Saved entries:
+---+

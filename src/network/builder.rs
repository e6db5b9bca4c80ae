use std::collections::HashMap;
use std::sync::Arc;

use rayon::prelude::*;
use thiserror::Error;
use tracing::{debug, info};

use super::{Network, Route, RouteStop, Stop, StopTime, Transfer};

#[derive(Error, Debug)]
pub enum Error {
    #[error("stop {0} already exists")]
    DuplicateStop(String),
    #[error("route {0} already exists")]
    DuplicateRoute(String),
    #[error("trip {0} already exists")]
    DuplicateTrip(String),
    #[error("unknown stop {0}")]
    UnknownStop(String),
    #[error("unknown route {0}")]
    UnknownRoute(String),
    #[error("unknown trip {0}")]
    UnknownTrip(String),
    #[error("stop {stop} does not match position {position} of route {route}")]
    StopSequenceMismatch {
        route: String,
        stop: String,
        position: usize,
    },
    #[error("stop time at position {position} of trip {trip} already set")]
    DuplicateStopTime { trip: String, position: usize },
    #[error("stop time at position {position} of trip {trip} breaks the temporal order")]
    StopTimeOutOfOrder { trip: String, position: usize },
    #[error("stop time at position {position} of trip {trip} missing")]
    StopTimeMissing { trip: String, position: usize },
    #[error("stop {0} is not served by any route")]
    UnservedStop(String),
}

+---+

▸ Your objective
All the entries must be retyped exactly.

▸ Answer for the task
filename src/network/builder.rs
repository e6db5b9bca4c80ae
use std::collections::HashMap;
use std::sync::Arc;

use rayon::prelude::*;
use thiserror::Error;
use tracing::{debug, info};

use super::{Network, Route, RouteStop, Stop, StopTime, Transfer};

#[derive(Error, Debug)]
pub enum Error {
    #[error("stop {0} already exists")]
    DuplicateStop(String),
    #[error("route {0} already exists")]
    DuplicateRoute(String),
    #[error("trip {0} already exists")]
    DuplicateTrip(String),
    #[error("unknown stop {0}")]
    UnknownStop(String),
    #[error("unknown route {0}")]
    UnknownRoute(String),
    #[error("unknown trip {0}")]
    UnknownTrip(String),
    #[error("stop {stop} does not match position {position} of route {route}")]
    StopSequenceMismatch {
        route: String,
        stop: String,
        position: usize,
    },
    #[error("stop time at position {position} of trip {trip} already set")]
    DuplicateStopTime { trip: String, position: usize },
    #[error("stop time at position {position} of trip {trip} breaks the temporal order")]
    StopTimeOutOfOrder { trip: String, position: usize },
    #[error("stop time at position {position} of trip {trip} missing")]
    StopTimeMissing { trip: String, position: usize },
    #[error("stop {0} is not served by any route")]
    UnservedStop(String),
}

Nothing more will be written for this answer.